Edward Allington’s rhapsodic The Groan as a Wound Weeps, 1984, is a literal utterance. He has created a static flow of image-systems, in the form of a curving wave of plastic tomatoes that spill from an iridescent comucopia of imitation Baroque rocaille, an orifice seemingly suspended in midair. Aligning the menstrual blood (the womb’s weeping) that Jews deem an abomination with Jesus’ blood that angels caught in cups, Groan criticizes the misogyny of our culture’s idea of the sacred. The orthodoxy that would deny women control of their bodies or admission to the ministry is emblemized by the academy, an institution deconstructed by all of these artists, but especially by Tony Cragg, Richard Deacon, John Murphy, and John Wilkins. (In fact, “The Analytical Academy” would have been a more effective title for this show.) Art & Language’s painting Index: Incident in a Museum (3), 1985, is part of a series that shows the Whitney Museum of American Art as a Chinese box the walls of which are stenciled with “surf”—short for “waves” of surfeit, a jab at the Whitney’s policy of excluding all but American art (which, as the recent Guerilla Girls’ critique of the Biennial makes clear, is almost exclusively art by American white men).
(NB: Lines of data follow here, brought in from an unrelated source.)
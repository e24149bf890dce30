//! Project catalog and its derived views.
//!
//! Every query borrows from the catalog and preserves the original order;
//! none of them can fail.

use std::collections::BTreeSet;

use serde::{Deserialize, Serialize};

use crate::domain::{Project, ProjectStatus};

/// Category filter value that selects every project
pub const ALL_CATEGORIES: &str = "all";

/// Ordered, read-only list of projects
#[derive(Debug, Clone, Default, PartialEq, Serialize, Deserialize)]
#[serde(transparent)]
pub struct ProjectCatalog {
    items: Vec<Project>,
}

impl ProjectCatalog {
    pub fn new(items: Vec<Project>) -> Self {
        Self { items }
    }

    /// All projects in catalog order
    pub fn items(&self) -> &[Project] {
        &self.items
    }

    /// Get a project by ID (first match wins if IDs repeat)
    pub fn get(&self, id: &str) -> Option<&Project> {
        self.items.iter().find(|p| p.id == id)
    }

    /// Total and per-status project counts
    pub fn stats(&self) -> ProjectStats {
        let mut by_status = StatusCounts::default();

        for project in &self.items {
            match project.status {
                ProjectStatus::Completed => by_status.completed += 1,
                ProjectStatus::InProgress => by_status.in_progress += 1,
                ProjectStatus::Planned => by_status.planned += 1,
            }
        }

        ProjectStats {
            total: self.items.len(),
            by_status,
        }
    }

    /// Projects in a category.
    ///
    /// `None`, `""` and `"all"` select everything. Any other value is compared
    /// against the category spelling exactly, so unknown values match nothing.
    pub fn by_category(&self, category: Option<&str>) -> Vec<&Project> {
        match category {
            None | Some("") | Some(ALL_CATEGORIES) => self.items.iter().collect(),
            Some(category) => self
                .items
                .iter()
                .filter(|p| p.category.as_str() == category)
                .collect(),
        }
    }

    /// Projects flagged as featured
    pub fn featured(&self) -> Vec<&Project> {
        self.items.iter().filter(|p| p.featured).collect()
    }

    /// Every technology used across the catalog, deduplicated and sorted
    pub fn all_tech_stack(&self) -> Vec<String> {
        self.items
            .iter()
            .flat_map(|p| p.tech_stack.iter())
            .map(String::as_str)
            .collect::<BTreeSet<_>>()
            .into_iter()
            .map(str::to_string)
            .collect()
    }

    pub fn len(&self) -> usize {
        self.items.len()
    }

    pub fn is_empty(&self) -> bool {
        self.items.is_empty()
    }
}

impl From<Vec<Project>> for ProjectCatalog {
    fn from(items: Vec<Project>) -> Self {
        Self::new(items)
    }
}

/// Project counts
#[derive(Debug, Clone, Copy, PartialEq, Eq, Serialize, Deserialize)]
#[serde(rename_all = "camelCase")]
pub struct ProjectStats {
    pub total: usize,
    pub by_status: StatusCounts,
}

/// Project counts partitioned by status
#[derive(Debug, Clone, Copy, Default, PartialEq, Eq, Serialize, Deserialize)]
#[serde(rename_all = "camelCase")]
pub struct StatusCounts {
    pub completed: usize,
    pub in_progress: usize,
    pub planned: usize,
}

impl StatusCounts {
    pub fn sum(&self) -> usize {
        self.completed + self.in_progress + self.planned
    }
}

#[cfg(test)]
mod tests {
    use super::*;
    use crate::domain::ProjectCategory;

    fn project(id: &str, category: ProjectCategory, status: ProjectStatus) -> Project {
        Project::new(id, id, category, status, "2025-01-01")
    }

    fn sample() -> ProjectCatalog {
        ProjectCatalog::new(vec![
            project("a", ProjectCategory::Web, ProjectStatus::Completed)
                .with_tech(["Rust", "Svelte"])
                .featured(),
            project("b", ProjectCategory::Desktop, ProjectStatus::InProgress)
                .with_tech(["Rust", "Tauri"]),
            project("c", ProjectCategory::Web, ProjectStatus::Planned).with_tech(["Astro"]),
            project("d", ProjectCategory::Web, ProjectStatus::Planned),
        ])
    }

    #[test]
    fn test_stats_partition_total() {
        let stats = sample().stats();

        assert_eq!(stats.total, 4);
        assert_eq!(stats.by_status.completed, 1);
        assert_eq!(stats.by_status.in_progress, 1);
        assert_eq!(stats.by_status.planned, 2);
        assert_eq!(stats.by_status.sum(), stats.total);
    }

    #[test]
    fn test_stats_on_empty_catalog() {
        let stats = ProjectCatalog::default().stats();
        assert_eq!(stats.total, 0);
        assert_eq!(stats.by_status, StatusCounts::default());
    }

    #[test]
    fn test_stats_serialize_like_the_site_expects() {
        let json = serde_json::to_value(sample().stats()).unwrap();
        assert_eq!(json["total"], 4);
        assert_eq!(json["byStatus"]["inProgress"], 1);
    }

    #[test]
    fn test_by_category_all_and_none() {
        let catalog = sample();
        let ids = |v: Vec<&Project>| v.iter().map(|p| p.id.clone()).collect::<Vec<_>>();

        assert_eq!(ids(catalog.by_category(None)), vec!["a", "b", "c", "d"]);
        assert_eq!(ids(catalog.by_category(Some("all"))), vec!["a", "b", "c", "d"]);
        // An empty filter means no filter
        assert_eq!(ids(catalog.by_category(Some(""))), vec!["a", "b", "c", "d"]);
    }

    #[test]
    fn test_by_category_preserves_order() {
        let catalog = sample();
        let web: Vec<_> = catalog
            .by_category(Some("web"))
            .into_iter()
            .map(|p| p.id.as_str())
            .collect();

        assert_eq!(web, vec!["a", "c", "d"]);
    }

    #[test]
    fn test_by_category_unknown_is_empty() {
        let catalog = sample();

        assert!(catalog.by_category(Some("mobile")).is_empty());
        assert!(catalog.by_category(Some("games")).is_empty());
        // Matching is exact, like the stored spelling
        assert!(catalog.by_category(Some("WEB")).is_empty());
    }

    #[test]
    fn test_featured() {
        let catalog = sample();
        let featured = catalog.featured();

        assert_eq!(featured.len(), 1);
        assert_eq!(featured[0].id, "a");
    }

    #[test]
    fn test_all_tech_stack_sorted_and_unique() {
        let tech = sample().all_tech_stack();
        assert_eq!(tech, vec!["Astro", "Rust", "Svelte", "Tauri"]);
    }

    #[test]
    fn test_get() {
        let catalog = sample();
        assert_eq!(catalog.get("b").map(|p| p.status), Some(ProjectStatus::InProgress));
        assert!(catalog.get("missing").is_none());
    }

    #[test]
    fn test_catalog_is_a_plain_sequence_on_the_wire() {
        let json = serde_json::to_value(sample()).unwrap();
        assert_eq!(json.as_array().map(Vec::len), Some(4));
    }
}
The academy/salon/museum that codifies in order to confine and then exclude is the subject, too, of Chadwick’s Ego Geometria Sum.

The contentious yet contemplative spirit of James Coleman’s slide projection Connemara Landscape, 1980, and Avis Newman’s monumental mixed-media drawings from the series Figure Who No One Is . . . , 1983–84, is also present in Olivier Richon’s “Academy,” 1985. In this series of six color photographs of staged tableaux (of which four were shown here), each one accompanied by a photographically reproduced text in white on black and framed like the photograph, Richon transforms the literary into the literal. Each tableau features an anomalous juxtaposition of a stuffed animal and apparently unrelated objects (e.g., a monkey posed next to a book and a framed text displayed on an easel, a peacock next to a hammer and a sculptural reproduction of a polyhedron from a Diner print). In addition, there is a text that refers to the Academy, the garden where Plato taught his students, and to a 17th-century essay that describes Plato’s garden/school in teens of emblematic elements. Richon calls into question how we interpret what we see, and demonstrates that this process of attribution is arbitrary and thus continually subject to revision. Richon’s point is particularly cogent here, as the show’s title is itself an act of attribution, erecting a frame that is theoretical and imagistic.

The box—so prominent an image in the academy/camera of Richon, in the studio/casket of Chadwick, and in the museum/Chinese box of Art & Language—symbolizes the melancholy orderliness and the sense of constriction imposed by a social theater that, in response to waves of immigration, has “closed in,” maintaining an institutionalized class system in spite of Britain’s increasingly moribund economy. Perhaps the strategy of this show’s title and catalogue essay is to distract us from examining these works in light of their place of origin, as if the curators feared that the works would be read as coming from the provinces of Great Britain—and the exhibition as coming from the provinces of America—and thus dismissed as lying “outside the frame.”